Für UG-Geschäftsführer bedeutet dies: Die handelsrechtliche Bilanz nach § 242 HGB und die Gewinn- und Verlustrechnung nach § 275 HGB müssen nicht nur erstellt, sondern auch in der vorgeschriebenen Taxonomie ans Finanzamt übermittelt werden. Eine manuelle Übermittlung auf Papier ist nicht mehr zulässig. Ohne geeignete E-Bilanz-Software ist diese Pflicht faktisch nicht erfüllbar.
Gesetzliche Grundlage
§ 5b EStG verpflichtet zur elektronischen Übermittlung der Bilanz sowie der Gewinn- und Verlustrechnung nach amtlich vorgeschriebenem Datensatz durch Datenfernübertragung. Die Finanzverwaltung stellt hierfür die E-Bilanz-Taxonomie bereit, die jährlich aktualisiert wird.
Folgen bei Nichtübermittlung
Wer die E-Bilanz nicht fristgerecht einreicht, riskiert Verspätungszuschläge nach § 152 AO von bis zu 25.000 Euro sowie Schätzungen der Besteuerungsgrundlagen durch das Finanzamt nach § 162 AO. Zudem kann die fehlende E-Bilanz die Bearbeitung der Steuererklärung verzögern und zu Nachfragen führen, die den administrativen Aufwand erheblich erhöhen.
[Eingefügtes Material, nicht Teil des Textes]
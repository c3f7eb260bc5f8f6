use std::path::PathBuf;

use thiserror::Error;

/// Errors produced while converting a module.
///
/// The taxonomy distinguishes per-verse failures (`OutOfRange`,
/// `CorruptBlock`), which the extractor recovers from with an empty
/// placeholder, from module-fatal failures (`VersificationMismatch`),
/// which abort the module but not a batch run.
#[derive(Error, Debug)]
pub enum ConvertError {
    #[error("verse slot out of range: {slot} (index has {max} records)")]
    OutOfRange { slot: usize, max: usize },

    #[error("corrupt block {block}: {reason}")]
    CorruptBlock { block: u32, reason: String },

    #[error("versification mismatch for module {module}: {failed} of {checked} anchor references failed")]
    VersificationMismatch {
        module: String,
        failed: usize,
        checked: usize,
    },

    #[error("no mapping from {from_system} to {to_system} for {book} {chapter}:{verse}")]
    NoMapping {
        from_system: String,
        to_system: String,
        book: String,
        chapter: i32,
        verse: i32,
    },

    #[error("unknown book: {0}")]
    UnknownBook(String),

    #[error("unknown versification system: {0}")]
    UnknownSystem(String),

    #[error("unsupported module driver: {0}")]
    UnsupportedDriver(String),

    #[error("invalid module configuration {path}: {reason}")]
    InvalidConf { path: PathBuf, reason: String },

    #[error("module data not found: {0}")]
    DataNotFound(PathBuf),

    #[error("extraction cancelled")]
    Cancelled,

    #[error("database error: {0}")]
    Database(#[from] diesel::result::Error),

    #[error("database connection error: {0}")]
    Connection(#[from] diesel::result::ConnectionError),

    #[error(transparent)]
    Io(#[from] std::io::Error),

    #[error("json error: {0}")]
    Json(#[from] serde_json::Error),
}

impl ConvertError {
    /// Per-verse errors are recovered with a placeholder; everything else
    /// aborts the current module.
    pub fn is_verse_recoverable(&self) -> bool {
        matches!(
            self,
            ConvertError::OutOfRange { .. } | ConvertError::CorruptBlock { .. }
        )
    }
}

pub type Result<T> = std::result::Result<T, ConvertError>;
//! ThML markup converter.
//!
//! `<sync>` milestones carry the annotations: `type="Strongs"` feeds the
//! Strong's channel, `type="morph"` the morphology channel. `<note>`
//! subtrees are dropped; scripRef, emphasis and heading tags unwrap.

use crate::types::ConversionResult;

use super::{decode_entities, tokenize, MarkupConverter, Token};

#[derive(Default)]
pub struct ThmlConverter;

impl MarkupConverter for ThmlConverter {
    fn convert(&self, raw: &str) -> ConversionResult {
        let mut result = ConversionResult::default();
        let mut text = String::with_capacity(raw.len());
        let mut skip_depth: usize = 0;

        for token in tokenize(raw) {
            match token {
                Token::Text(s) => {
                    if skip_depth == 0 {
                        text.push_str(s);
                    }
                }
                Token::Tag(tag) => {
                    let name = tag.name();
                    if name.eq_ignore_ascii_case("note") {
                        if tag.is_closing() {
                            skip_depth = skip_depth.saturating_sub(1);
                        } else if !tag.is_self_closing() {
                            skip_depth += 1;
                        }
                        continue;
                    }
                    if skip_depth > 0 {
                        continue;
                    }

                    if name.eq_ignore_ascii_case("sync") && !tag.is_closing() {
                        let kind = tag.attr("type").unwrap_or("");
                        let value = tag.attr("value").unwrap_or("");
                        if value.is_empty() {
                            continue;
                        }
                        if kind.eq_ignore_ascii_case("Strongs") {
                            result.strongs.push(value.to_string());
                        } else if kind.eq_ignore_ascii_case("morph") {
                            result.morph.push(value.to_string());
                        }
                        continue;
                    }

                    // scripRef, em, i, b, strong, h1-h6, p, br, foreign,
                    // blockquote and anything else unwrap to their content.
                }
            }
        }

        result.text = decode_entities(text);
        result
    }
}

#[cfg(test)]
mod tests {
    use super::*;

    fn convert(raw: &str) -> ConversionResult {
        ThmlConverter.convert(raw)
    }

    #[test]
    fn plain_text_round_trips() {
        let input = "And God said, Let there be light: and there was light.";
        assert_eq!(convert(input).text, input);
    }

    #[test]
    fn sync_milestones_feed_side_channels() {
        let input = r#"In the beginning <sync type="Strongs" value="H7225"/> God <sync type="Strongs" value="H430"/><sync type="morph" value="TH8804"/> created"#;
        let result = convert(input);
        assert_eq!(result.text, "In the beginning  God  created");
        assert_eq!(result.strongs, vec!["H7225", "H430"]);
        assert_eq!(result.morph, vec!["TH8804"]);
    }

    #[test]
    fn notes_are_dropped_and_scripref_unwraps() {
        let input = r#"as it is written<note place="foot">See <scripRef passage="Isa.40.3">Isaiah 40:3</scripRef></note> in the prophets"#;
        assert_eq!(convert(input).text, "as it is written in the prophets");

        let inline = r#"see <scripRef passage="Gen.1.1">Genesis 1:1</scripRef> above"#;
        assert_eq!(convert(inline).text, "see Genesis 1:1 above");
    }

    #[test]
    fn emphasis_and_headings_unwrap() {
        let input = "<h3>The Creation</h3><p>God <em>said</em> and it <b>was</b>.</p>";
        assert_eq!(convert(input).text, "The CreationGod said and it was.");
    }

    #[test]
    fn entities_decode() {
        assert_eq!(convert("Alpha &amp; Omega").text, "Alpha & Omega");
    }
}
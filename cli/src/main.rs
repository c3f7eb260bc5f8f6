use std::path::{Path, PathBuf};
use std::process::exit;
use std::sync::atomic::AtomicBool;

use clap::{Parser, Subcommand};
use dotenvy::dotenv;

use cedrus_backend::conf::{load_all_modules, parse_conf};
use cedrus_backend::esword::ESwordBible;
use cedrus_backend::extractor::{extract_module, ExtractorOptions};
use cedrus_backend::get_sword_dir;
use cedrus_backend::json_output::{JsonWriter, OutputMeta};
use cedrus_backend::logger;
use cedrus_backend::rawgenbook::RawGenBookReader;
use cedrus_backend::types::{parse_reference, CanonicalDocument, ModuleDriver, ModuleType};
use cedrus_backend::verse_mapper::VerseMapper;
use cedrus_backend::ztext::ZTextReader;

#[derive(Parser, Debug)]
#[command(author, version, about = "Cedrus: SWORD and e-Sword Bible module converter", long_about = None)]
#[command(propagate_version = true)]
struct Cli {
    /// Path to the SWORD directory (containing mods.d/ and modules/).
    /// If not provided, the SWORD_PATH environment variable is used,
    /// then ~/.sword.
    #[arg(long, global = true, value_name = "DIRECTORY_PATH", env = "SWORD_PATH")]
    sword_dir: Option<PathBuf>,

    #[command(subcommand)]
    command: Commands,
}

#[derive(Subcommand, Debug)]
enum Commands {
    /// Convert modules to the two-file JSON output
    Convert {
        /// Module ids to convert; all discovered Bible modules when empty
        modules: Vec<String>,

        /// e-Sword .bblx files to convert in the same run
        #[arg(long, value_name = "FILE_PATH")]
        bblx: Vec<PathBuf>,

        /// Output directory for bibles.json and bibles_auxiliary/
        #[arg(long, short, value_name = "DIRECTORY_PATH", default_value = "out")]
        out_dir: PathBuf,

        /// Worker threads per module
        #[arg(long, default_value_t = 4)]
        workers: usize,
    },

    /// Look up a single verse in a module
    #[command(arg_required_else_help = true)]
    Verse {
        /// Module id
        module: String,

        /// Reference, e.g. "John 3:16" or "Gen.1.1"
        reference: String,

        /// Map the reference into another versification system first
        #[arg(long, value_name = "SYSTEM")]
        from_system: Option<String>,
    },

    /// Print module metadata; lists all modules when no id is given
    Inspect {
        /// Module id
        module: Option<String>,
    },

    /// Check a module's data files against the anchor references
    #[command(arg_required_else_help = true)]
    Validate {
        /// Module id
        module: String,

        /// Anchor references allowed to fail
        #[arg(long, default_value_t = 0)]
        tolerance: usize,
    },
}

fn find_module(sword_dir: &Path, id: &str) -> Result<cedrus_backend::types::Module, String> {
    let conf_path = sword_dir.join("mods.d").join(format!("{}.conf", id.to_lowercase()));
    if conf_path.is_file() {
        return parse_conf(&conf_path).map_err(|e| e.to_string());
    }
    load_all_modules(sword_dir)
        .map_err(|e| e.to_string())?
        .into_iter()
        .find(|m| m.id.eq_ignore_ascii_case(id))
        .ok_or_else(|| format!("module not found: {}", id))
}

fn convert_modules(
    sword_dir: &Path,
    module_ids: &[String],
    bblx_paths: &[PathBuf],
    out_dir: &Path,
    workers: usize,
) -> Result<(), String> {
    let modules = if module_ids.is_empty() {
        load_all_modules(sword_dir)
            .map_err(|e| e.to_string())?
            .into_iter()
            .filter(|m| {
                m.driver
                    .map(|d| d.module_type() == ModuleType::Bible)
                    .unwrap_or(false)
            })
            .collect()
    } else {
        let mut modules = Vec::new();
        for id in module_ids {
            modules.push(find_module(sword_dir, id)?);
        }
        modules
    };

    let cancel = AtomicBool::new(false);
    let options = ExtractorOptions {
        workers,
        ..Default::default()
    };

    let mut documents: Vec<CanonicalDocument> = Vec::new();
    let mut failed: Vec<String> = Vec::new();

    for module in &modules {
        logger::info(&format!("converting {}", module.id));
        match extract_module(module, sword_dir, &cancel, &options) {
            Ok(extraction) => documents.push(extraction.document),
            Err(e) => {
                logger::error(&format!("{}: {}", module.id, e));
                failed.push(module.id.clone());
            }
        }
    }

    for path in bblx_paths {
        let id = path
            .file_stem()
            .map(|s| s.to_string_lossy().to_lowercase())
            .unwrap_or_default();
        logger::info(&format!("converting {} (e-Sword)", path.display()));
        let result = ESwordBible::open(path).and_then(|bible| bible.to_document(&id));
        match result {
            Ok(document) => documents.push(document),
            Err(e) => {
                logger::error(&format!("{}: {}", path.display(), e));
                failed.push(id);
            }
        }
    }

    let meta = OutputMeta::new(chrono::Utc::now().format("%Y-%m-%dT%H:%M:%SZ").to_string());
    let written = JsonWriter::new(out_dir)
        .write(&documents, &meta)
        .map_err(|e| e.to_string())?;
    println!(
        "wrote {} files for {} modules to {}",
        written.len(),
        documents.len(),
        out_dir.display()
    );

    if failed.is_empty() {
        Ok(())
    } else {
        Err(format!("{} module(s) failed: {}", failed.len(), failed.join(", ")))
    }
}

fn show_verse(
    sword_dir: &Path,
    module_id: &str,
    reference: &str,
    from_system: Option<&str>,
) -> Result<(), String> {
    let module = find_module(sword_dir, module_id)?;
    let reader = ZTextReader::new(module, sword_dir).map_err(|e| e.to_string())?;
    let target_system = reader.versification().name.clone();

    let source_system = from_system.unwrap_or(&target_system);
    let verse_ref = parse_reference(reference, source_system)
        .ok_or_else(|| format!("cannot parse reference: {}", reference))?;

    let verse_ref = if source_system == target_system {
        verse_ref
    } else {
        let mapper = VerseMapper::new();
        let (mapped, _) = mapper
            .map(&verse_ref, &target_system)
            .map_err(|e| e.to_string())?;
        println!("{} -> {}", reference, mapped);
        mapped
    };

    let text = reader.verse_text_at(&verse_ref).map_err(|e| e.to_string())?;
    println!("{}", text);
    Ok(())
}

fn inspect(sword_dir: &Path, module_id: Option<&str>) -> Result<(), String> {
    let Some(module_id) = module_id else {
        let modules = load_all_modules(sword_dir).map_err(|e| e.to_string())?;
        for m in &modules {
            let driver = m.driver.map(|d| d.to_string()).unwrap_or_default();
            println!("{}: {} [{}]", m.id, m.title, driver);
        }
        println!("{}", modules.len());
        return Ok(());
    };

    let module = find_module(sword_dir, module_id)?;
    println!("id: {}", module.id);
    println!("title: {}", module.title);
    println!("driver: {}", module.driver.map(|d| d.to_string()).unwrap_or_default());
    println!("source type: {:?}", module.source_type);
    println!("language: {}", module.language);
    println!("versification: {}", module.versification);
    println!("data path: {}", module.data_path);
    if !module.features.is_empty() {
        println!("features: {}", module.features.join(", "));
    }

    if module.driver == Some(ModuleDriver::RawGenBook) {
        let reader = RawGenBookReader::new(module, sword_dir).map_err(|e| e.to_string())?;
        println!("entries: {}", reader.entry_count());
        for key in reader.keys().iter().take(10) {
            println!("  {}", key);
        }
    }
    Ok(())
}

fn validate(sword_dir: &Path, module_id: &str, tolerance: usize) -> Result<(), String> {
    let module = find_module(sword_dir, module_id)?;
    let reader = ZTextReader::new(module, sword_dir).map_err(|e| e.to_string())?;
    reader.validate_anchors(tolerance).map_err(|e| e.to_string())?;
    println!("{}: anchor references OK", module_id);
    Ok(())
}

fn main() {
    if dotenv().is_err() {
        println!("Info: No .env file found or failed to load.");
    }
    logger::init_tracing();

    let cli = Cli::parse();

    // Precedence:
    // - given with --sword-dir
    // - set with env var SWORD_PATH (clap picks it up)
    // - ~/.sword
    let sword_dir = cli.sword_dir.unwrap_or_else(get_sword_dir);

    if !sword_dir.is_dir() {
        eprintln!(
            "Error: Directory does not exist or is not a directory: {:?}",
            sword_dir
        );
        eprintln!("Use the --sword-dir option or set the SWORD_PATH environment variable.");
        exit(1);
    }

    let command_result = match cli.command {
        Commands::Convert {
            modules,
            bblx,
            out_dir,
            workers,
        } => convert_modules(&sword_dir, &modules, &bblx, &out_dir, workers),

        Commands::Verse {
            module,
            reference,
            from_system,
        } => show_verse(&sword_dir, &module, &reference, from_system.as_deref()),

        Commands::Inspect { module } => inspect(&sword_dir, module.as_deref()),

        Commands::Validate { module, tolerance } => validate(&sword_dir, &module, tolerance),
    };

    if let Err(e) = command_result {
        eprintln!("Error executing command: {}", e);
        exit(1);
    }
}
Welche Anforderungen E-Bilanz-Software für UGs erfüllen muss
E-Bilanz-Software muss nicht nur technisch die Übermittlung ermöglichen, sondern auch die spezifischen Anforderungen der UG-Rechnungslegung abbilden. Die Kernanforderungen umfassen die Taxonomie-Konformität, die GoBD-Compliance sowie die Integration in bestehende Buchhaltungsprozesse.
Taxonomie und XBRL-Format
Die E-Bilanz-Taxonomie wird jährlich vom Bundesministerium der Finanzen angepasst. Für das Wirtschaftsjahr 2025 (Bilanzstichtag 31.12.2025) gilt die Taxonomie 6.8. Die Software muss in der Lage sein, alle Positionen der Bilanz und GuV den korrekten Taxonomie-Positionen zuzuordnen und die Instance-Datei fehlerfrei zu erstellen.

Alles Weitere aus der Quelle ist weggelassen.